Cytokine concentrations in ascitic fluid according to TNM stage. (a) Peritoneal IL6 levels were higher in stage IV patients (p < 0.001 for stage III vs IV). (b) However, the peritoneal IL6 level of stage IV patients was not different if M1c patients were excluded (p = 0.170 for stage III vs IV). (c) The peritoneal IL10 level was higher in stage IV patients (p < 0.001 for stage III vs IV). (d) However, the peritoneal IL10 level of stage IV patients was not different if M1c patients were excluded (p = 0.860 for stage III vs IV). (e) Peritoneal transforming growth factor beta 1 (TGFB1) levels according to TNM stage (p = 0.130 for stage III vs IV). (f) TGFB1 levels according to TNM stage after excluding M1c patients (p = 0.532 for stage III vs IV). Ordinates are plotted on a log scale.

Figure 4

Ascitic IL10 level as a prognostic marker for peritoneal recurrence in patients with stage pT4 CRC. (a) Receiver operating characteristic curve for IL10 shows an AUC of 0.733 (p = 0.004). The relevant cut-off value is 14.0 pg/mL. (b) Peritoneal recurrence-free survival of patients with low (≤ 14.0 pg/mL) and high (> 14.0 pg/mL) peritoneal IL10 levels was significantly different (p < 0.001; log-rank test). AUC area under the curve, PR peritoneal recurrence.

Figure 5

Classification performance of the IL10 cut-off model. (a) ROC curve from cohort I (n = 32) showed an AUC of 0.736 (p = 0.022).
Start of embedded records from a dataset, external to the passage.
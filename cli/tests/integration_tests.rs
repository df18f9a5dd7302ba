use std::fs;
use std::path::PathBuf;
use std::process::{Command, Output};

fn fixture(name: &str) -> PathBuf {
    PathBuf::from(env!("CARGO_MANIFEST_DIR"))
        .join("tests")
        .join("fixtures")
        .join(name)
}

fn sigplot(args: &[&str]) -> Output {
    Command::new(env!("CARGO_BIN_EXE_sigplot"))
        .args(args)
        .output()
        .expect("failed to run sigplot")
}

fn stdout_json(output: &Output) -> serde_json::Value {
    serde_json::from_slice(&output.stdout).expect("stdout should be JSON")
}

fn strings(value: &serde_json::Value) -> Vec<&str> {
    value
        .as_array()
        .expect("expected an array")
        .iter()
        .map(|v| v.as_str().expect("expected a string"))
        .collect()
}

// ---------------------------------------------------------------------------
// schema
// ---------------------------------------------------------------------------

#[test]
fn schema_prints_builtin_table_as_json() {
    let output = sigplot(&["schema"]);
    assert!(output.status.success());
    let schema = stdout_json(&output);
    assert_eq!(schema["global"][0]["flag"], "-t");
    let station = schema["station"].as_array().unwrap();
    let hp = station
        .iter()
        .find(|spec| spec["name"] == "polarization")
        .expect("polarization spec");
    assert_eq!(hp["emission"]["when_equals"], "horizontal");
}

#[test]
fn schema_prints_yaml() {
    let output = sigplot(&["schema", "--format", "yaml"]);
    assert!(output.status.success());
    let text = String::from_utf8(output.stdout).unwrap();
    assert!(text.contains("name: rx_height"));
}

// ---------------------------------------------------------------------------
// args
// ---------------------------------------------------------------------------

#[test]
fn args_synthesizes_primary_and_p2p_vectors() {
    let plot = fixture("ridge-plot.yaml");
    let config = fixture("sigplot.yaml");
    let output = sigplot(&[
        "args",
        "--plot",
        plot.to_str().unwrap(),
        "--config",
        config.to_str().unwrap(),
    ]);
    assert!(output.status.success(), "{}", String::from_utf8_lossy(&output.stderr));

    let vectors = stdout_json(&output);
    let primary = strings(&vectors["primary"]);
    assert_eq!(primary[..6], ["-t", "-sdf", "/opt/signalserver/sdf", "-dbm", "-erp", "25"]);
    assert!(!primary.contains(&"-haf"));
    assert!(primary.contains(&"/opt/signalserver/antenna_profiles/yagi/y9.ant"));
    assert_eq!(
        strings(&vectors["p2p"]),
        ["-rxg", "2.1", "-rxh", "10", "-rla", "51.839", "-rlo", "-1.424"]
    );
}

#[test]
fn args_omit_unset_policy_keeps_zero() {
    let plot = fixture("ridge-plot.yaml");
    let config = fixture("sigplot.yaml");
    let output = sigplot(&[
        "args",
        "--plot",
        plot.to_str().unwrap(),
        "--config",
        config.to_str().unwrap(),
        "--policy",
        "omit-unset",
    ]);
    assert!(output.status.success());
    let vectors = stdout_json(&output);
    let primary = strings(&vectors["primary"]);
    let haf = primary.iter().position(|a| *a == "-haf").expect("-haf emitted");
    assert_eq!(primary[haf + 1], "0");
}

#[test]
fn args_rejects_graph_without_antenna() {
    let dir = tempfile::tempdir().unwrap();
    let plot = dir.path().join("bare.yaml");
    fs::write(
        &plot,
        "plot:\n  name: bare\n  frequency: 446.0\nstation1:\n  name: Tx\n",
    )
    .unwrap();
    let config = fixture("sigplot.yaml");
    let output = sigplot(&[
        "args",
        "--plot",
        plot.to_str().unwrap(),
        "--config",
        config.to_str().unwrap(),
    ]);
    assert!(!output.status.success());
    let stderr = String::from_utf8_lossy(&output.stderr);
    assert!(stderr.contains("error: Failed to synthesize arguments"));
    assert!(stderr.contains("antenna"));
}

// ---------------------------------------------------------------------------
// decode
// ---------------------------------------------------------------------------

#[test]
fn decode_prints_text_report() {
    let report = fixture("ridge-report.txt");
    let output = sigplot(&["decode", report.to_str().unwrap()]);
    assert!(output.status.success());
    let text = String::from_utf8(output.stdout).unwrap();
    assert!(text.starts_with("Analysis Report:"));
    assert!(text.contains("Computed path loss: 141.88 dB"));
}

#[test]
fn decode_multiple_reports_as_json_keeps_input_order() {
    let ridge = fixture("ridge-report.txt");
    let harbour = fixture("harbour-report.txt");
    let output = sigplot(&[
        "decode",
        ridge.to_str().unwrap(),
        harbour.to_str().unwrap(),
        "--format",
        "json",
    ]);
    assert!(output.status.success());
    let text = String::from_utf8(output.stdout).unwrap();
    let ridge_at = text.find("ridge-report.txt").unwrap();
    let harbour_at = text.find("harbour-report.txt").unwrap();
    assert!(ridge_at < harbour_at);
    assert!(text.contains("\"computed_path_loss\": 141.88"));
}

#[test]
fn decode_write_json_writes_beside_input() {
    let dir = tempfile::tempdir().unwrap();
    let report = dir.path().join("harbour.txt");
    fs::copy(fixture("harbour-report.txt"), &report).unwrap();

    let output = sigplot(&["decode", report.to_str().unwrap(), "--write-json"]);
    assert!(output.status.success());
    assert!(output.stdout.is_empty());

    let json: serde_json::Value =
        serde_json::from_str(&fs::read_to_string(dir.path().join("harbour.json")).unwrap())
            .unwrap();
    assert_eq!(json["model"]["polarization"], "horizontal");
    assert_eq!(json["link"]["obstructions"].as_array().map(Vec::len), Some(0));
}

#[test]
fn decode_reports_failures_and_exits_non_zero() {
    let dir = tempfile::tempdir().unwrap();
    let broken = dir.path().join("broken.txt");
    fs::write(&broken, "Transmitter site: Tx\nSite location: 51.8490, -0.9440\n").unwrap();
    let good = fixture("ridge-report.txt");

    let output = sigplot(&[
        "decode",
        good.to_str().unwrap(),
        broken.to_str().unwrap(),
    ]);
    assert_eq!(output.status.code(), Some(1));
    let stderr = String::from_utf8_lossy(&output.stderr);
    assert!(stderr.contains("broken.txt"));
    assert!(stderr.contains("1 of 2 report(s) failed to decode"));
    assert!(String::from_utf8_lossy(&output.stdout).contains("Analysis Report:"));
}

// ---------------------------------------------------------------------------
// run
// ---------------------------------------------------------------------------

#[test]
fn run_with_missing_tool_fails_cleanly() {
    let dir = tempfile::tempdir().unwrap();
    let config = dir.path().join("sigplot.yaml");
    fs::write(
        &config,
        format!(
            "path: {}\nantenna_profiles_dir: {}\n",
            dir.path().join("no-such-signalserver").display(),
            dir.path().display()
        ),
    )
    .unwrap();
    let plot = fixture("ridge-plot.yaml");
    let out = dir.path().join("out");

    let output = sigplot(&[
        "run",
        "--plot",
        plot.to_str().unwrap(),
        "--config",
        config.to_str().unwrap(),
        "--output-dir",
        out.to_str().unwrap(),
    ]);
    assert_eq!(output.status.code(), Some(1));
    let stderr = String::from_utf8_lossy(&output.stderr);
    assert!(stderr.contains("error: Plot 'ridge-p2p' failed"));
    assert!(out.is_dir());
}

#[test]
fn missing_config_is_reported() {
    let plot = fixture("ridge-plot.yaml");
    let output = sigplot(&[
        "args",
        "--plot",
        plot.to_str().unwrap(),
        "--config",
        "/nonexistent/sigplot.yaml",
    ]);
    assert!(!output.status.success());
    assert!(String::from_utf8_lossy(&output.stderr).contains("Failed to load config"));
}

#[cfg(unix)]
#[test]
fn run_reports_area_extent_when_second_pass_fails() {
    use std::os::unix::fs::PermissionsExt;

    let dir = tempfile::tempdir().unwrap();
    let tool = dir.path().join("signalserver");
    fs::write(
        &tool,
        "#!/bin/sh\n\
         for arg in \"$@\"; do\n\
         \x20 if [ \"$arg\" = \"-rla\" ]; then echo 'receiver out of range' >&2; exit 3; fi\n\
         done\n\
         echo '|52.20|-0.54|51.49|-1.82|'\n",
    )
    .unwrap();
    fs::set_permissions(&tool, fs::Permissions::from_mode(0o755)).unwrap();

    let config = dir.path().join("sigplot.yaml");
    fs::write(
        &config,
        format!(
            "path: {}\nantenna_profiles_dir: {}\n",
            tool.display(),
            dir.path().display()
        ),
    )
    .unwrap();
    let plot = fixture("ridge-plot.yaml");
    let out = dir.path().join("out");

    let output = sigplot(&[
        "run",
        "--plot",
        plot.to_str().unwrap(),
        "--config",
        config.to_str().unwrap(),
        "--output-dir",
        out.to_str().unwrap(),
    ]);
    assert_eq!(output.status.code(), Some(1));
    let stderr = String::from_utf8_lossy(&output.stderr);
    assert!(stderr.contains("receiver out of range"));
    assert!(stderr.contains("extent N 52.2 E -0.54 S 51.49 W -1.82"));
}
//! Parameter schema validation.
//!
//! Catches malformed tables (bad or duplicate flag tokens, specs naming
//! attributes their record kind does not have, dependencies on non-boolean
//! attributes) before they produce a broken command line.
//!
//! # Examples
//!
//! ```
//! use sigplot_core::*;
//!
//! let mut schema = ParameterSchema::default();
//! schema.plot.push(ParameterSpec::switch("use_dbm", "-dbm"));
//! assert!(validate_schema(&schema).is_empty());
//!
//! // Invalid: flag token missing its leading dash
//! schema.plot.push(ParameterSpec::valued("frequency", "f", ValueKind::Float));
//! assert!(!validate_schema(&schema).is_empty());
//! ```

use std::collections::HashSet;

use thiserror::Error;

use crate::records::{Antenna, Plot, Record, Station};
use crate::schema::{Emission, ParameterSchema, ParameterSpec};
use crate::types::{ParamGroup, ValueKind};

/// Parameter schema validation errors.
#[derive(Debug, Clone, PartialEq, Eq, Error)]
pub enum SchemaError {
    /// A spec that is always emitted has no usable flag token.
    #[error("parameter '{0}' must be emitted but has no flag token")]
    MissingFlagToken(String),
    /// Flag token does not start with a dash.
    #[error("invalid flag for parameter '{name}': {flag}")]
    InvalidFlag { name: String, flag: String },
    /// Two specs in the same group share a name.
    #[error("duplicate parameter in {group} group: {name}")]
    DuplicateName { group: ParamGroup, name: String },
    /// Two specs anywhere in the schema share a flag token.
    #[error("duplicate flag: {0}")]
    DuplicateFlag(String),
    /// A spec names an attribute its record kind does not have.
    #[error("{group} records have no attribute '{name}'")]
    UnknownField { group: ParamGroup, name: String },
    /// The declared kind disagrees with the record attribute's kind.
    #[error("parameter '{name}' is declared {declared} but the record attribute is {actual}")]
    KindMismatch {
        name: String,
        declared: ValueKind,
        actual: ValueKind,
    },
    /// A dependency names something that is not a plot attribute.
    #[error("parameter '{name}' depends on unknown plot attribute '{dependency}'")]
    UnknownDependency { name: String, dependency: String },
    /// A dependency names a plot attribute that is not boolean.
    #[error("parameter '{name}' depends on non-boolean plot attribute '{dependency}'")]
    NonBooleanDependency { name: String, dependency: String },
    /// The antenna pattern parameter must carry a string value.
    #[error("antenna pattern parameter '{0}' must be a string")]
    PatternWithoutValue(String),
    /// Equality emission is only defined for string values.
    #[error("parameter '{0}' compares against a literal but is not a string")]
    NonStringComparison(String),
}

/// Validates a parameter schema.
///
/// Flag tokens and names are checked first; attribute and dependency checks
/// only run on a structurally sound table.
///
/// # Examples
///
/// ```
/// use sigplot_core::*;
///
/// let mut schema = ParameterSchema::default();
/// schema.global.push(
///     ParameterSpec::valued("lidar_data_dir", "-lid", ValueKind::Str).depends_on(&["frequency"]),
/// );
/// let errors = validate_schema(&schema);
/// assert!(errors.iter().any(|e| matches!(e, SchemaError::NonBooleanDependency { .. })));
/// ```
pub fn validate_schema(schema: &ParameterSchema) -> Vec<SchemaError> {
    let mut errors = validate_tokens(schema);
    if !errors.is_empty() {
        return errors;
    }

    for (group, spec) in schema.iter() {
        errors.extend(validate_emission(spec));
        errors.extend(validate_field(group, spec));
        errors.extend(validate_dependencies(spec));
    }

    errors
}

fn validate_tokens(schema: &ParameterSchema) -> Vec<SchemaError> {
    let mut errors = Vec::new();
    let mut seen_flags: HashSet<&str> = HashSet::new();

    for group in ParamGroup::ALL {
        let mut seen_names: HashSet<&str> = HashSet::new();
        for spec in schema.group(group) {
            if !seen_names.insert(spec.name.as_str()) {
                errors.push(SchemaError::DuplicateName {
                    group,
                    name: spec.name.clone(),
                });
            }

            let Some(flag) = spec.flag.as_deref().filter(|flag| !flag.is_empty()) else {
                continue;
            };
            if !is_valid_flag(flag) {
                errors.push(SchemaError::InvalidFlag {
                    name: spec.name.clone(),
                    flag: flag.to_string(),
                });
            }
            if !seen_flags.insert(flag) {
                errors.push(SchemaError::DuplicateFlag(flag.to_string()));
            }
        }
    }

    errors
}

fn is_valid_flag(flag: &str) -> bool {
    flag.len() > 1
        && flag.starts_with('-')
        && !flag.chars().any(char::is_whitespace)
}

fn validate_emission(spec: &ParameterSpec) -> Option<SchemaError> {
    match &spec.emission {
        Emission::Standard => None,
        Emission::AntennaPattern if spec.is_informational() => {
            Some(SchemaError::MissingFlagToken(spec.name.clone()))
        }
        Emission::AntennaPattern if spec.value_kind != ValueKind::Str => {
            Some(SchemaError::PatternWithoutValue(spec.name.clone()))
        }
        Emission::WhenEquals(_) if spec.is_informational() => {
            Some(SchemaError::MissingFlagToken(spec.name.clone()))
        }
        Emission::WhenEquals(_) if spec.value_kind != ValueKind::Str => {
            Some(SchemaError::NonStringComparison(spec.name.clone()))
        }
        Emission::AntennaPattern | Emission::WhenEquals(_) => None,
    }
}

fn validate_field(group: ParamGroup, spec: &ParameterSpec) -> Option<SchemaError> {
    let actual = match group {
        // Global options come from the configuration map, which has no fixed set of keys.
        ParamGroup::Global => return None,
        ParamGroup::Plot => Plot::field_kind(&spec.name),
        ParamGroup::Antenna => Antenna::field_kind(&spec.name),
        ParamGroup::Station => {
            Station::field_kind(spec.receiver_field().unwrap_or(&spec.name))
        }
    };
    let Some(actual) = actual else {
        return Some(SchemaError::UnknownField {
            group,
            name: spec.name.clone(),
        });
    };
    if !actual.coercible_to(spec.value_kind) {
        return Some(SchemaError::KindMismatch {
            name: spec.name.clone(),
            declared: spec.value_kind,
            actual,
        });
    }
    None
}

fn validate_dependencies(spec: &ParameterSpec) -> Vec<SchemaError> {
    spec.depends_on
        .iter()
        .filter_map(|dependency| match Plot::field_kind(dependency) {
            None => Some(SchemaError::UnknownDependency {
                name: spec.name.clone(),
                dependency: dependency.clone(),
            }),
            Some(ValueKind::Bool) => None,
            Some(_) => Some(SchemaError::NonBooleanDependency {
                name: spec.name.clone(),
                dependency: dependency.clone(),
            }),
        })
        .collect()
}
The relevant cut-off value was 13.5 pg/mL. (b) The difference in PR in cohort I was significant (p = 0.004; no PR of 13 for ≤ 13.5 pg/mL and 9 PR of 19 for > 13.5 pg/mL in cohort I). (c) The difference in PR in cohort II (n = 29) was also significant (p = 0.031; two PRs of 15 for ≤ 13.5 pg/mL and 7 PRs of 14 for > 13.5 pg/mL in cohort II). (d) The ROC curve from cohort I without SR (n = 21) showed an AUC of 0.838 (p = 0.026). The relevant cut-off value was 18.6 pg/mL. (e) The difference in PR in cohort I without SR was significant (p = 0.021; no PR of 10 for ≤ 18.6 pg/mL and 5 PR of 11 for > 18.6 pg/mL in cohort I). (f) The difference in PR in cohort II (n = 21) without SR was also significant (p = 0.011; no PR of 13 for ≤ 18.6 pg/mL and 3 PR of 8 for > 18.6 pg/mL in cohort II). ROC receiver operating characteristic, AUC area under the curve, PR peritoneal recurrence, SR systemic recurrence).